■ The data
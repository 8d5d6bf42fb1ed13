//! EC nutrient split across the NPK / Calcium / Micro pumps.

use crate::models::NutritionConfig;

/// `(component, actuator role, default ratio %)`, in publish order.
pub const NUTRIENT_COMPONENTS: [(&str, &str, f64); 3] = [
    ("npk", "ec_npk_pump", 45.0),
    ("calcium", "ec_calcium_pump", 35.0),
    ("micro", "ec_micro_pump", 20.0),
];

#[derive(Debug, Clone, Copy, PartialEq, Eq)]
pub enum RatioSource {
    Explicit,
    DosePerLiter,
    Default,
}

impl RatioSource {
    pub fn as_str(&self) -> &'static str {
        match self {
            RatioSource::Explicit => "ratio_pct",
            RatioSource::DosePerLiter => "dose_ml_per_l",
            RatioSource::Default => "default",
        }
    }
}

/// Normalized ratios (sum 100) in [`NUTRIENT_COMPONENTS`] order.
#[derive(Debug, Clone, PartialEq)]
pub struct ComponentRatios {
    pub source: RatioSource,
    pub ratios: [f64; 3],
}

#[derive(Debug, Clone, PartialEq)]
pub struct ComponentDose {
    pub component: &'static str,
    pub role: &'static str,
    pub ratio_pct: f64,
    pub ml: f64,
}

pub fn round3(value: f64) -> f64 {
    (value * 1000.0).round() / 1000.0
}

fn positive(value: Option<f64>) -> f64 {
    value.filter(|v| v.is_finite() && *v > 0.0).unwrap_or(0.0)
}

/// Explicit `ratio_pct` wins, then proportional `dose_ml_per_l`, then 45/35/20.
pub fn resolve_ratios(nutrition: Option<&NutritionConfig>) -> ComponentRatios {
    let pick = |f: fn(&crate::models::NutrientComponent) -> Option<f64>| -> [f64; 3] {
        NUTRIENT_COMPONENTS.map(|(name, _, _)| {
            positive(nutrition.and_then(|n| n.components.get(name)).and_then(f))
        })
    };

    let explicit = pick(|c| c.ratio_pct);
    let (source, raw) = if explicit.iter().sum::<f64>() > 0.0 {
        (RatioSource::Explicit, explicit)
    } else {
        let per_liter = pick(|c| c.dose_ml_per_l);
        if per_liter.iter().sum::<f64>() > 0.0 {
            (RatioSource::DosePerLiter, per_liter)
        } else {
            (RatioSource::Default, NUTRIENT_COMPONENTS.map(|(_, _, pct)| pct))
        }
    };

    let sum: f64 = raw.iter().sum();
    ComponentRatios {
        source,
        ratios: raw.map(|r| r / sum * 100.0),
    }
}

/// Splits `total_ml`; the last component takes `total - Σ previous`.
pub fn split_dose(total_ml: f64, ratios: &ComponentRatios) -> Vec<ComponentDose> {
    let mut allocated = 0.0;
    let last = NUTRIENT_COMPONENTS.len() - 1;

    NUTRIENT_COMPONENTS
        .iter()
        .zip(ratios.ratios)
        .enumerate()
        .map(|(i, (&(component, role, _), ratio_pct))| {
            let ml = if i == last {
                (total_ml - allocated).max(0.0)
            } else {
                round3(total_ml * ratio_pct / 100.0)
            };
            allocated += ml;
            ComponentDose { component, role, ratio_pct, ml }
        })
        .collect()
}

/// Pump run time for `ml` at `ml_per_sec`, never below 1 ms.
pub fn duration_ms(ml: f64, ml_per_sec: f64) -> i64 {
    (ml / ml_per_sec * 1000.0).round().max(1.0) as i64
}

#[cfg(test)]
mod tests {
    use super::*;
    use crate::models::NutrientComponent;
    use proptest::prelude::*;
    use std::collections::HashMap;

    fn nutrition(components: &[(&str, NutrientComponent)]) -> NutritionConfig {
        NutritionConfig {
            components: components.iter().map(|(k, v)| (k.to_string(), *v)).collect::<HashMap<_, _>>(),
            ..Default::default()
        }
    }

    #[test]
    fn default_split_of_thirty_ml() {
        let ratios = resolve_ratios(None);
        assert_eq!(ratios.source, RatioSource::Default);
        let doses = split_dose(30.0, &ratios);
        let ml: Vec<f64> = doses.iter().map(|d| d.ml).collect();
        assert_eq!(ml, vec![13.5, 10.5, 6.0]);
        assert_eq!(doses[2].role, "ec_micro_pump");
    }

    #[test]
    fn explicit_ratios_win_over_dose_per_liter() {
        let cfg = nutrition(&[
            ("npk", NutrientComponent { ratio_pct: Some(50.0), dose_ml_per_l: Some(1.0) }),
            ("calcium", NutrientComponent { ratio_pct: Some(30.0), dose_ml_per_l: Some(1.0) }),
            ("micro", NutrientComponent { ratio_pct: Some(20.0), dose_ml_per_l: Some(1.0) }),
        ]);
        let ratios = resolve_ratios(Some(&cfg));
        assert_eq!(ratios.source, RatioSource::Explicit);
        assert_eq!(ratios.ratios, [50.0, 30.0, 20.0]);
    }

    #[test]
    fn dose_per_liter_is_proportional_and_normalized() {
        let cfg = nutrition(&[
            ("npk", NutrientComponent { ratio_pct: None, dose_ml_per_l: Some(2.0) }),
            ("calcium", NutrientComponent { ratio_pct: None, dose_ml_per_l: Some(1.0) }),
            ("micro", NutrientComponent { ratio_pct: None, dose_ml_per_l: Some(1.0) }),
        ]);
        let ratios = resolve_ratios(Some(&cfg));
        assert_eq!(ratios.source, RatioSource::DosePerLiter);
        assert_eq!(ratios.ratios, [50.0, 25.0, 25.0]);
    }

    #[test]
    fn explicit_ratios_are_normalized_to_100() {
        let cfg = nutrition(&[
            ("npk", NutrientComponent { ratio_pct: Some(2.0), dose_ml_per_l: None }),
            ("calcium", NutrientComponent { ratio_pct: Some(1.0), dose_ml_per_l: None }),
            ("micro", NutrientComponent { ratio_pct: Some(1.0), dose_ml_per_l: None }),
        ]);
        assert_eq!(resolve_ratios(Some(&cfg)).ratios, [50.0, 25.0, 25.0]);
    }

    #[test]
    fn duration_rounds_to_millis() {
        assert_eq!(duration_ms(13.5, 2.0), 6750);
        assert_eq!(duration_ms(1.0, 3.0), 333);
        assert_eq!(duration_ms(0.001, 5.0), 1);
    }

    proptest! {
        #[test]
        fn split_always_sums_to_total(
            total in 1.0f64..500.0,
            a in 0.0f64..100.0,
            b in 0.0f64..100.0,
            c in 1.0f64..100.0,
        ) {
            let total = round3(total);
            let cfg = nutrition(&[
                ("npk", NutrientComponent { ratio_pct: Some(a), dose_ml_per_l: None }),
                ("calcium", NutrientComponent { ratio_pct: Some(b), dose_ml_per_l: None }),
                ("micro", NutrientComponent { ratio_pct: Some(c), dose_ml_per_l: None }),
            ]);
            let ratios = resolve_ratios(Some(&cfg));
            prop_assert!((ratios.ratios.iter().sum::<f64>() - 100.0).abs() < 1e-9);

            let doses = split_dose(total, &ratios);
            let sum: f64 = doses.iter().map(|d| d.ml).sum();
            prop_assert!((sum - total).abs() < 1e-6);
            prop_assert!(doses.iter().all(|d| d.ml >= 0.0));
        }
    }
}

■ Problem requirements
Check each line of the data above for the string "self" and report only how many lines have it.

■ Result for this exercise
2